# What needs to be done
All lines holding the string "Config" should be copied from the data below.

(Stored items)
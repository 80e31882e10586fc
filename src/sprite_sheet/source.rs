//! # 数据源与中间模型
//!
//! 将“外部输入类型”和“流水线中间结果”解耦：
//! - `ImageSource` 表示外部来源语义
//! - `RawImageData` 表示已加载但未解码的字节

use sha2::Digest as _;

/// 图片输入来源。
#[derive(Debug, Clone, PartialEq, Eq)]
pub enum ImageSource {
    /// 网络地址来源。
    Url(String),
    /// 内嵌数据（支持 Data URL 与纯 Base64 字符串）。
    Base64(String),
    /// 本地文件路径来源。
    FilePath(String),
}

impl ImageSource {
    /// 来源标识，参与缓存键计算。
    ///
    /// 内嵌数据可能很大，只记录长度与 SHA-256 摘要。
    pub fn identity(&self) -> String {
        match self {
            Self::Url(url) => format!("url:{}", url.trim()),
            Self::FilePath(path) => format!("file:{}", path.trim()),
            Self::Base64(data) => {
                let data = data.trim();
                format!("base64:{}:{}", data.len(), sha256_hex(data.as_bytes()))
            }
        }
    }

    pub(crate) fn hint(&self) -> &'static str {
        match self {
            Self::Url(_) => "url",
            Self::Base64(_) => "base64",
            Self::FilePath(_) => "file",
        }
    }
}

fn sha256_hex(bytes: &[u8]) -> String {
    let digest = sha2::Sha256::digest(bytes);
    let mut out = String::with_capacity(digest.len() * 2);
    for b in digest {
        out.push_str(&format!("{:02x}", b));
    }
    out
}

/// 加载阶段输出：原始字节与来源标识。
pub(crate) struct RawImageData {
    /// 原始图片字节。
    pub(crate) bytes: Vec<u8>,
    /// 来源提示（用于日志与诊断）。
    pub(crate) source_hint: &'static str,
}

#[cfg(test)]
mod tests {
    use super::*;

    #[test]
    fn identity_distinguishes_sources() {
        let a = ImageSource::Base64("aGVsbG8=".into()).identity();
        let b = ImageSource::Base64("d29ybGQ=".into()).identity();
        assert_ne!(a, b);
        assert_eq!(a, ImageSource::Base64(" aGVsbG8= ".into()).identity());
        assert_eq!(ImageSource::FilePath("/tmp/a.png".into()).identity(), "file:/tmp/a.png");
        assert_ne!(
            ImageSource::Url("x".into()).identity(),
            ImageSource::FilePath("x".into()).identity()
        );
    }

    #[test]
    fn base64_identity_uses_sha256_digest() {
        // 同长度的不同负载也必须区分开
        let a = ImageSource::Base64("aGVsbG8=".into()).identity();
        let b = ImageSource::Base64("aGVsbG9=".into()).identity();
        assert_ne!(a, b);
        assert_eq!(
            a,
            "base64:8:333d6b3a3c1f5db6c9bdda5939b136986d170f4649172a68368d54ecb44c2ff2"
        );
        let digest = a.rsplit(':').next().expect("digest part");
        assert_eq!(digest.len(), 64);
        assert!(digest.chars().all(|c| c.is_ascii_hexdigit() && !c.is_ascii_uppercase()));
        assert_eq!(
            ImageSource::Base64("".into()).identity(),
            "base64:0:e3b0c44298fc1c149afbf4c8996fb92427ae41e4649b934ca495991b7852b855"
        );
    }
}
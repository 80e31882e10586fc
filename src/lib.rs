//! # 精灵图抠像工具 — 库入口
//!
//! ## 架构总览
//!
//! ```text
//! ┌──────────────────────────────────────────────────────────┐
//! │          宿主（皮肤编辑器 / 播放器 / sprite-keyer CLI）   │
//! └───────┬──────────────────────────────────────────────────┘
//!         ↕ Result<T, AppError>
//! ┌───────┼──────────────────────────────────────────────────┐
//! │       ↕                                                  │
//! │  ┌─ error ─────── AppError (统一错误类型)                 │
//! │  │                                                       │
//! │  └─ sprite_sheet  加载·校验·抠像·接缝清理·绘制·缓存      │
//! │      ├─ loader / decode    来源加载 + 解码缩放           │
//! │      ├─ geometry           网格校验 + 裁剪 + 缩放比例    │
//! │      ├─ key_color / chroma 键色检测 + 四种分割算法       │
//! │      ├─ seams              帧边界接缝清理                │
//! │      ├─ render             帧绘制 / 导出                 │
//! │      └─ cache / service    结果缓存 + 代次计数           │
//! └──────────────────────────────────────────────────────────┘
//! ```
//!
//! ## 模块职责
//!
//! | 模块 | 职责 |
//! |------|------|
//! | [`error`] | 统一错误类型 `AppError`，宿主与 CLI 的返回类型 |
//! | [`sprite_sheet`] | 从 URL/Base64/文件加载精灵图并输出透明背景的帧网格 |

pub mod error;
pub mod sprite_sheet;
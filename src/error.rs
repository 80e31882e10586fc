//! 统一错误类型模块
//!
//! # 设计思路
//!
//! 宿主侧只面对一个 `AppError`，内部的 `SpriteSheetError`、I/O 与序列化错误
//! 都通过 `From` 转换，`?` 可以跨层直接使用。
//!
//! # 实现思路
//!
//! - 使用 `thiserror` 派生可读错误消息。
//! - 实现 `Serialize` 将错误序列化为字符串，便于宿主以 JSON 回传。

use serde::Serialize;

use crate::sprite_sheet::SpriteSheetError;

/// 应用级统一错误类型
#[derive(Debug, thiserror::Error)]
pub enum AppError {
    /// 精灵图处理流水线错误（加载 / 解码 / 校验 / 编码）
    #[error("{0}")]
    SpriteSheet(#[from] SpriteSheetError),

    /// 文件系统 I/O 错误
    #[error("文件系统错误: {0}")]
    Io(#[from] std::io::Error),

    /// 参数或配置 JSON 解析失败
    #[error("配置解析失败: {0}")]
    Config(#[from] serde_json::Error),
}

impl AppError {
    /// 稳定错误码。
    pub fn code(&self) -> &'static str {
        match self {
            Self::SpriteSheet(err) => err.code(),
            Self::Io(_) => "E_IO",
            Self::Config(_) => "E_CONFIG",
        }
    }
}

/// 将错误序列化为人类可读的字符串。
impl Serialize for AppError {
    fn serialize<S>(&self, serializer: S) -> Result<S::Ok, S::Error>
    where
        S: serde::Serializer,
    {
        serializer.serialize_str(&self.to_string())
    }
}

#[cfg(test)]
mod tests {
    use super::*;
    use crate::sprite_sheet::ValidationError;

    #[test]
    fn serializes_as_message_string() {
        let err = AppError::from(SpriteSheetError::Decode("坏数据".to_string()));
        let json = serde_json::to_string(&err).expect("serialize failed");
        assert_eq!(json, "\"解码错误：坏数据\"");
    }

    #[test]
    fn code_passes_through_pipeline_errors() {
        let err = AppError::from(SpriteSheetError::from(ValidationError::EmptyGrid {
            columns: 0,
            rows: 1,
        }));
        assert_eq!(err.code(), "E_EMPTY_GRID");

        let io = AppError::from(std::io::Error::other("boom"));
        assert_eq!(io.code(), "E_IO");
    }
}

# Response for this exercise
    Config(#[from] serde_json::Error),
            Self::Config(_) => "E_CONFIG",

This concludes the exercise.